Knowing the boy's father and mother as he did, it seemed strange that Carnac should have such demonstration in his character.
Of all the women he knew, Carnac's mother was the most exact and careful, though now and again he thought of her as being shrouded, or apart; while the boy's father, the great lumber-king, cantankerous, passionate, perspicuous, seemed to have but one passion, and that was his business. It was strange to Denzil that the lumber-king, short, thin, careless in his clothes but singularly clean in his person, should have a son so little like himself, and also so little like his mother.
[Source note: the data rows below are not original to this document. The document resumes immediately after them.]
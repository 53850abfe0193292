use crate::enums::Axis;
use crate::geometry::Point3D;
use crate::interpolator::Interpolator;
use crate::volume_loader::VolumeLoaderError;

use ndarray::Array3;
use ndarray::parallel::prelude::*;

/// Value returned for sample points outside the volume bounds
pub const OUT_OF_BOUNDS_VALUE: f32 = 0.0;

/// Slack, in voxels, accepted at the volume bounds
const BOUNDS_TOLERANCE: f64 = 1e-6;

/// Scalar voxel grid with axis-aligned world geometry.
///
/// Data is indexed `(z, y, x)`, origin and spacing are `(x, y, z)`.
#[derive(Debug, Clone)]
pub struct Volume {
    data: Array3<f32>,
    origin: [f64; 3],
    spacing: [f64; 3],
    scalar_range: (f32, f32),
}

/// Geometry summary of a volume
#[derive(Debug, Clone, Copy, PartialEq)]
pub struct VolumeMetadata {
    pub origin: [f64; 3],
    /// `[nx, ny, nz]`
    pub dims: [usize; 3],
    /// `[xmin, xmax, ymin, ymax, zmin, zmax]`
    pub bounds: [f64; 6],
}

impl VolumeMetadata {
    /// Flatten to origin×3, dims×3, bounds×6
    pub fn to_vec(&self) -> Vec<f32> {
        self.origin
            .iter()
            .map(|&v| v as f32)
            .chain(self.dims.iter().map(|&d| d as f32))
            .chain(self.bounds.iter().map(|&v| v as f32))
            .collect()
    }
}

impl Volume {
    pub fn new(
        data: Array3<f32>,
        origin: [f64; 3],
        spacing: [f64; 3],
    ) -> Result<Self, VolumeLoaderError> {
        if data.is_empty() {
            return Err(VolumeLoaderError::NoValidImages);
        }
        if spacing.iter().any(|s| !s.is_finite() || *s <= 0.0)
            || origin.iter().any(|o| !o.is_finite())
        {
            return Err(VolumeLoaderError::InvalidGeometry);
        }

        let scalar_range = data
            .par_iter()
            .fold(
                || (f32::INFINITY, f32::NEG_INFINITY),
                |(lo, hi), &v| (lo.min(v), hi.max(v)),
            )
            .reduce(
                || (f32::INFINITY, f32::NEG_INFINITY),
                |a, b| (a.0.min(b.0), a.1.max(b.1)),
            );

        Ok(Self {
            data,
            origin,
            spacing,
            scalar_range,
        })
    }

    pub fn origin(&self) -> [f64; 3] {
        self.origin
    }

    /// Voxel counts as `[nx, ny, nz]`
    pub fn dims(&self) -> [usize; 3] {
        let (depth, height, width) = self.data.dim();
        [width, height, depth]
    }

    pub fn bounds(&self) -> [f64; 6] {
        let dims = self.dims();
        let mut bounds = [0.0; 6];
        for axis in 0..3 {
            bounds[2 * axis] = self.origin[axis];
            bounds[2 * axis + 1] = self.origin[axis] + (dims[axis] - 1) as f64 * self.spacing[axis];
        }
        bounds
    }

    pub fn metadata(&self) -> VolumeMetadata {
        VolumeMetadata {
            origin: self.origin,
            dims: self.dims(),
            bounds: self.bounds(),
        }
    }

    /// Minimum and maximum voxel value
    pub fn scalar_range(&self) -> (f32, f32) {
        self.scalar_range
    }

    /// Physical size of the volume along `axis`
    pub fn extent(&self, axis: Axis) -> f64 {
        let bounds = self.bounds();
        bounds[2 * axis.index() + 1] - bounds[2 * axis.index()]
    }

    /// Continuous voxel index `(x, y, z)` of a world point
    fn continuous_index(&self, point: &Point3D) -> [f64; 3] {
        [
            (point.x - self.origin[0]) / self.spacing[0],
            (point.y - self.origin[1]) / self.spacing[1],
            (point.z - self.origin[2]) / self.spacing[2],
        ]
    }

    pub fn contains(&self, point: &Point3D) -> bool {
        let index = self.continuous_index(point);
        let dims = self.dims();
        index.iter().zip(dims.iter()).all(|(&i, &n)| {
            i.is_finite() && i >= -BOUNDS_TOLERANCE && i <= (n - 1) as f64 + BOUNDS_TOLERANCE
        })
    }

    /// Trilinearly interpolated value at a world point.
    ///
    /// Points outside the bounds yield [`OUT_OF_BOUNDS_VALUE`].
    pub fn sample(&self, point: &Point3D) -> f32 {
        self.try_sample(point).unwrap_or(OUT_OF_BOUNDS_VALUE)
    }

    /// Interpolated value, `None` outside the bounds
    pub fn try_sample(&self, point: &Point3D) -> Option<f32> {
        if !self.contains(point) {
            return None;
        }
        let dims = self.dims();
        let [x, y, z] = self.continuous_index(point);
        let clamp = |i: f64, n: usize| i.max(0.0).min((n - 1) as f64);

        Some(Interpolator::trilinear_interpolate(
            &self.data,
            clamp(z, dims[2]),
            clamp(y, dims[1]),
            clamp(x, dims[0]),
        ))
    }
}

#[cfg(test)]
mod tests {
    use super::*;

    fn ramp_volume() -> Volume {
        // value = x index, spacing 2 along x
        let data = Array3::from_shape_fn((4, 5, 6), |(_, _, x)| x as f32);
        Volume::new(data, [10.0, 0.0, -5.0], [2.0, 1.0, 0.5]).unwrap()
    }

    #[test]
    fn test_metadata_layout() {
        let volume = ramp_volume();
        let metadata = volume.metadata();

        assert_eq!(metadata.dims, [6, 5, 4]);
        assert_eq!(metadata.bounds, [10.0, 20.0, 0.0, 4.0, -5.0, -3.5]);
        assert_eq!(
            metadata.to_vec(),
            vec![10.0, 0.0, -5.0, 6.0, 5.0, 4.0, 10.0, 20.0, 0.0, 4.0, -5.0, -3.5]
        );
        assert_eq!(volume.extent(Axis::X), 10.0);
        assert_eq!(volume.scalar_range(), (0.0, 5.0));
    }

    #[test]
    fn test_sample_world_coordinates() {
        let volume = ramp_volume();

        assert!((volume.sample(&Point3D::new(13.0, 2.0, -4.0)) - 1.5).abs() < 1e-6);
        // upper bound is inclusive
        assert!((volume.sample(&Point3D::new(20.0, 4.0, -3.5)) - 5.0).abs() < 1e-6);
    }

    #[test]
    fn test_out_of_bounds_sentinel() {
        let volume = ramp_volume();

        assert_eq!(volume.sample(&Point3D::new(9.0, 2.0, -4.0)), OUT_OF_BOUNDS_VALUE);
        assert_eq!(volume.try_sample(&Point3D::new(9.0, 2.0, -4.0)), None);
        assert_eq!(volume.try_sample(&Point3D::new(10.0, 0.0, -5.0)), Some(0.0));
        assert_eq!(volume.sample(&Point3D::new(12.0, 4.5, -4.0)), OUT_OF_BOUNDS_VALUE);
        assert_eq!(
            volume.sample(&Point3D::new(f64::NAN, 0.0, -4.0)),
            OUT_OF_BOUNDS_VALUE
        );
    }

    #[test]
    fn test_rejects_bad_spacing() {
        let data = Array3::<f32>::zeros((2, 2, 2));
        assert!(matches!(
            Volume::new(data, [0.0; 3], [1.0, 0.0, 1.0]),
            Err(VolumeLoaderError::InvalidGeometry)
        ));
    }
}
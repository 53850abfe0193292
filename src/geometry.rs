use nalgebra::{Point3, Vector3};

/// 3D point type
pub type Point3D = Point3<f64>;

/// 3D vector type
pub type Vector3D = Vector3<f64>;

/// Lengths below this are treated as zero
pub const EPSILON: f64 = 1e-10;

/// Infinite plane given by a point on it and a unit normal
#[derive(Debug, Clone, Copy, PartialEq)]
pub struct Plane {
    pub origin: Point3D,
    pub normal: Vector3D,
}

impl Plane {
    /// Build a plane, normalizing `normal`. Returns `None` for a zero normal.
    pub fn new(origin: Point3D, normal: Vector3D) -> Option<Self> {
        let norm = normal.norm();
        if norm < EPSILON || !norm.is_finite() {
            return None;
        }
        Some(Self {
            origin,
            normal: normal / norm,
        })
    }

    pub fn signed_distance(&self, point: &Point3D) -> f64 {
        (point - self.origin).dot(&self.normal)
    }

    /// Orthogonal projection of `point` onto the plane
    pub fn project(&self, point: &Point3D) -> Point3D {
        point - self.normal * self.signed_distance(point)
    }
}

/// Normalize `v`, or `None` when it has no usable direction
pub fn try_normalize(v: &Vector3D) -> Option<Vector3D> {
    let norm = v.norm();
    if norm < EPSILON || !norm.is_finite() {
        None
    } else {
        Some(v / norm)
    }
}

#[inline]
pub fn to_f32_array(v: &Vector3D) -> [f32; 3] {
    [v.x as f32, v.y as f32, v.z as f32]
}
use crate::volume_loader::VolumeLoaderError;
use thiserror::Error;

/// Problems with the caller-supplied request or the geometry derived from it.
///
/// All of these are raised before the volume is sampled.
#[derive(Debug, Error, PartialEq)]
pub enum InputError {
    #[error("Seed list length {0} is not a multiple of 3")]
    MalformedSeeds(usize),

    #[error("At least 2 points are required, found {0}")]
    TooFewPoints(usize),

    #[error("Non-finite coordinate at point {0}")]
    NonFiniteCoordinate(usize),

    #[error("Resolution must be at least 2, got {0}")]
    InvalidResolution(u32),

    #[error("Sweep direction {0:?} does not select exactly one axis")]
    InvalidSweepAxis([i32; 3]),

    #[error("Direction field has {found} values, expected {expected}")]
    DirectionFieldLength { expected: usize, found: usize },

    #[error("Direction field vector {0} has zero length")]
    ZeroDirection(usize),

    #[error("Straight reformation requires a per-point direction field (tng or ptn)")]
    MissingDirectionField,

    #[error("Straight reformation requires a positive slice dimension")]
    InvalidSliceDimension,

    #[error("Stack direction must be a finite 3-vector")]
    InvalidStackDirection,

    #[error("Number of slices must be at least 1, got {0}")]
    InvalidSliceCount(i64),

    #[error("Distance between slices must be finite and non-negative, got {0}")]
    InvalidSliceDistance(f32),

    #[error("Axial plane side length must be positive, got {0}")]
    InvalidSideLength(f32),

    #[error("Centerline collapses to fewer than 2 distinct points")]
    DegenerateCenterline,
}

/// Failure of a reformation request
#[derive(Debug, Error)]
pub enum CprError {
    #[error("Volume could not be loaded: {0}")]
    Resource(#[from] VolumeLoaderError),

    #[error("Invalid input: {0}")]
    Input(#[from] InputError),
}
He, Denzil, was a Catholic, and he could not understand a man like John Grier who, being a member of the Episcopal Church, so seldom went to service and so defied rules of conduct suitable to his place in the world. As for the girl, to him she was the seventh wonder of the earth. Wantonly alive, dexterously alert to all that came her way, sportive, indifferent, joyous, she had all the boy's sprightliness, but none of his weaknesses.
She was a born tease; she loved bright and beautiful things; she was a keen judge of human nature, and she had buoyant spirits, which, however, were counterbalanced by moments of extreme timidity, or, rather, reserve and shyness.